[What is required] Give the lines below again exactly, starting with the line that holds "not be read." and going on through the line that holds "fn derive_source_region(dimensions: &Dimensions)".

Start of Records shown

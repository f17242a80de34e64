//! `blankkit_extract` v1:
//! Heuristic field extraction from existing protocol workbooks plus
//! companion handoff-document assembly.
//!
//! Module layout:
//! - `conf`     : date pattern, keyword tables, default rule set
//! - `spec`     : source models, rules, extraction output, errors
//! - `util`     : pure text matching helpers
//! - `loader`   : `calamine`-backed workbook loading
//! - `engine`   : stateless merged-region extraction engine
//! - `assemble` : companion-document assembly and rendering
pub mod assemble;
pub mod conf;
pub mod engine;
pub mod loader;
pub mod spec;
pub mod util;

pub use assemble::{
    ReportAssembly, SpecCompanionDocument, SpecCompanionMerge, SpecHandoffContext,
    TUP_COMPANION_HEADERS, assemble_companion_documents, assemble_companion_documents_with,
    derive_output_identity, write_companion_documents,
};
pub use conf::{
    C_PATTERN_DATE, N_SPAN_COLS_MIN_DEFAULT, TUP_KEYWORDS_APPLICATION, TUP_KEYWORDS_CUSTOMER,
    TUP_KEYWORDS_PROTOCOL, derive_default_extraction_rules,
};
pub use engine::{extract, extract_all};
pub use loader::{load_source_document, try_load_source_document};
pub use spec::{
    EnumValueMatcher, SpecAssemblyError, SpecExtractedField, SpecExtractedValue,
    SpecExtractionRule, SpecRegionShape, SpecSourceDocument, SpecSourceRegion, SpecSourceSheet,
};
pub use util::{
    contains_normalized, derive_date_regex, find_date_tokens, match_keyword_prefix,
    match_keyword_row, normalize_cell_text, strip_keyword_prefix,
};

End of Records shown
Start of Records shown

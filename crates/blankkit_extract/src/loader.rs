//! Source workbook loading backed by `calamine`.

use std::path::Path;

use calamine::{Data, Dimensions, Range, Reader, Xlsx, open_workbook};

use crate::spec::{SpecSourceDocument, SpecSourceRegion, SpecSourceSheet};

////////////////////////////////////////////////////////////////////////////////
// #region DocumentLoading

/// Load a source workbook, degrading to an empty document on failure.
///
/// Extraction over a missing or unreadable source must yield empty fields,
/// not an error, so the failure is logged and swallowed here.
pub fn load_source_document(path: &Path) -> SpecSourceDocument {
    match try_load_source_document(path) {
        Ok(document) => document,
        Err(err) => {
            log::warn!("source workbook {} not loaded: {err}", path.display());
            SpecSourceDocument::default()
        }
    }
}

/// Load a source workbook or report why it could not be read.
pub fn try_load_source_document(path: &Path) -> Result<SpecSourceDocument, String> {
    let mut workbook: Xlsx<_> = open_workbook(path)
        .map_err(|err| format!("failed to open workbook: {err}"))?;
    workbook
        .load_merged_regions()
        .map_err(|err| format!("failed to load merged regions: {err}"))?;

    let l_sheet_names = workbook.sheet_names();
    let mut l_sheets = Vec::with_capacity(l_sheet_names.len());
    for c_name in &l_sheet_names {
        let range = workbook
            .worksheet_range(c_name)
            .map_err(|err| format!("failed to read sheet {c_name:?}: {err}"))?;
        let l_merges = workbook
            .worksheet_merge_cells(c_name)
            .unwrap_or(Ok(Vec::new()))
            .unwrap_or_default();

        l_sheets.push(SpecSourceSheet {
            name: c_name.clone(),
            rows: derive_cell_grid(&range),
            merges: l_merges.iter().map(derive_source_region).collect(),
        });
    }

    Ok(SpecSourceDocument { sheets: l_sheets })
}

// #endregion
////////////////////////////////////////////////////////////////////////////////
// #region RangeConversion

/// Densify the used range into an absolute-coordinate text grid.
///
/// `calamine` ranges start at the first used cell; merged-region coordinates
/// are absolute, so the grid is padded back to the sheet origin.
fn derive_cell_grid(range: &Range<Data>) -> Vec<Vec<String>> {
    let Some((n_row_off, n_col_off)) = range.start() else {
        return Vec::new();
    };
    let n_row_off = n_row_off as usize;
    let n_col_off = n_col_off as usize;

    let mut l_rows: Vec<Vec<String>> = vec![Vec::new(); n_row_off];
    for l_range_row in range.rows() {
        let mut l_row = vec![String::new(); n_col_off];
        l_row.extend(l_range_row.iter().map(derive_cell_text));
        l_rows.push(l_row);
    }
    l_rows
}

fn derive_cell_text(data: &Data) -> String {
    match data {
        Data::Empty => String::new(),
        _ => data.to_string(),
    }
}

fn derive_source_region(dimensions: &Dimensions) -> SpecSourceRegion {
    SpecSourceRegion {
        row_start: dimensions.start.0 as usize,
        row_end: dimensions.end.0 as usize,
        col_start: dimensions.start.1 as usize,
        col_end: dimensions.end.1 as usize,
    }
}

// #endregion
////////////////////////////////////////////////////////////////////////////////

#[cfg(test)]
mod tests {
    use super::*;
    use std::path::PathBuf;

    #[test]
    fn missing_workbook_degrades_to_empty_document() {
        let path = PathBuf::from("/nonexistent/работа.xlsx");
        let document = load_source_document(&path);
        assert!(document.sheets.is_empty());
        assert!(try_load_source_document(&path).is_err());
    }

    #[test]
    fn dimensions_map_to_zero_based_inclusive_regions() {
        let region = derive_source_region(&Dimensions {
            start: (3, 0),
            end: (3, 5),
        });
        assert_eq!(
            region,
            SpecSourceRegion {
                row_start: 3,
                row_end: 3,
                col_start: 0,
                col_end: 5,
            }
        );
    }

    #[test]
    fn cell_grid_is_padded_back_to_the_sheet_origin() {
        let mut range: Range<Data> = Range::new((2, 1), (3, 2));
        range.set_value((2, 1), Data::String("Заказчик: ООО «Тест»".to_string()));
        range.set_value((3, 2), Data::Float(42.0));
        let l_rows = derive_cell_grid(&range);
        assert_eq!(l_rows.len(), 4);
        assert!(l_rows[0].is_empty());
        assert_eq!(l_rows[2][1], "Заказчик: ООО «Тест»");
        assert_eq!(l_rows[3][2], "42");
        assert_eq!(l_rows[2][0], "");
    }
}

End of Records shown

[Response area]
/// Load a source workbook or report why it could not be read.
pub fn try_load_source_document(path: &Path) -> Result<SpecSourceDocument, String> {
    let mut workbook: Xlsx<_> = open_workbook(path)
        .map_err(|err| format!("failed to open workbook: {err}"))?;
    workbook
        .load_merged_regions()
        .map_err(|err| format!("failed to load merged regions: {err}"))?;

    let l_sheet_names = workbook.sheet_names();
    let mut l_sheets = Vec::with_capacity(l_sheet_names.len());
    for c_name in &l_sheet_names {
        let range = workbook
            .worksheet_range(c_name)
            .map_err(|err| format!("failed to read sheet {c_name:?}: {err}"))?;
        let l_merges = workbook
            .worksheet_merge_cells(c_name)
            .unwrap_or(Ok(Vec::new()))
            .unwrap_or_default();

        l_sheets.push(SpecSourceSheet {
            name: c_name.clone(),
            rows: derive_cell_grid(&range),
            merges: l_merges.iter().map(derive_source_region).collect(),
        });
    }

    Ok(SpecSourceDocument { sheets: l_sheets })
}

// #endregion
////////////////////////////////////////////////////////////////////////////////
// #region RangeConversion

/// Densify the used range into an absolute-coordinate text grid.
///
/// `calamine` ranges start at the first used cell; merged-region coordinates
/// are absolute, so the grid is padded back to the sheet origin.
fn derive_cell_grid(range: &Range<Data>) -> Vec<Vec<String>> {
    let Some((n_row_off, n_col_off)) = range.start() else {
        return Vec::new();
    };
    let n_row_off = n_row_off as usize;
    let n_col_off = n_col_off as usize;

    let mut l_rows: Vec<Vec<String>> = vec![Vec::new(); n_row_off];
    for l_range_row in range.rows() {
        let mut l_row = vec![String::new(); n_col_off];
        l_row.extend(l_range_row.iter().map(derive_cell_text));
        l_rows.push(l_row);
    }
    l_rows
}

fn derive_cell_text(data: &Data) -> String {
    match data {
        Data::Empty => String::new(),
        _ => data.to_string(),
    }
}

fn derive_source_region(dimensions: &Dimensions) -> SpecSourceRegion {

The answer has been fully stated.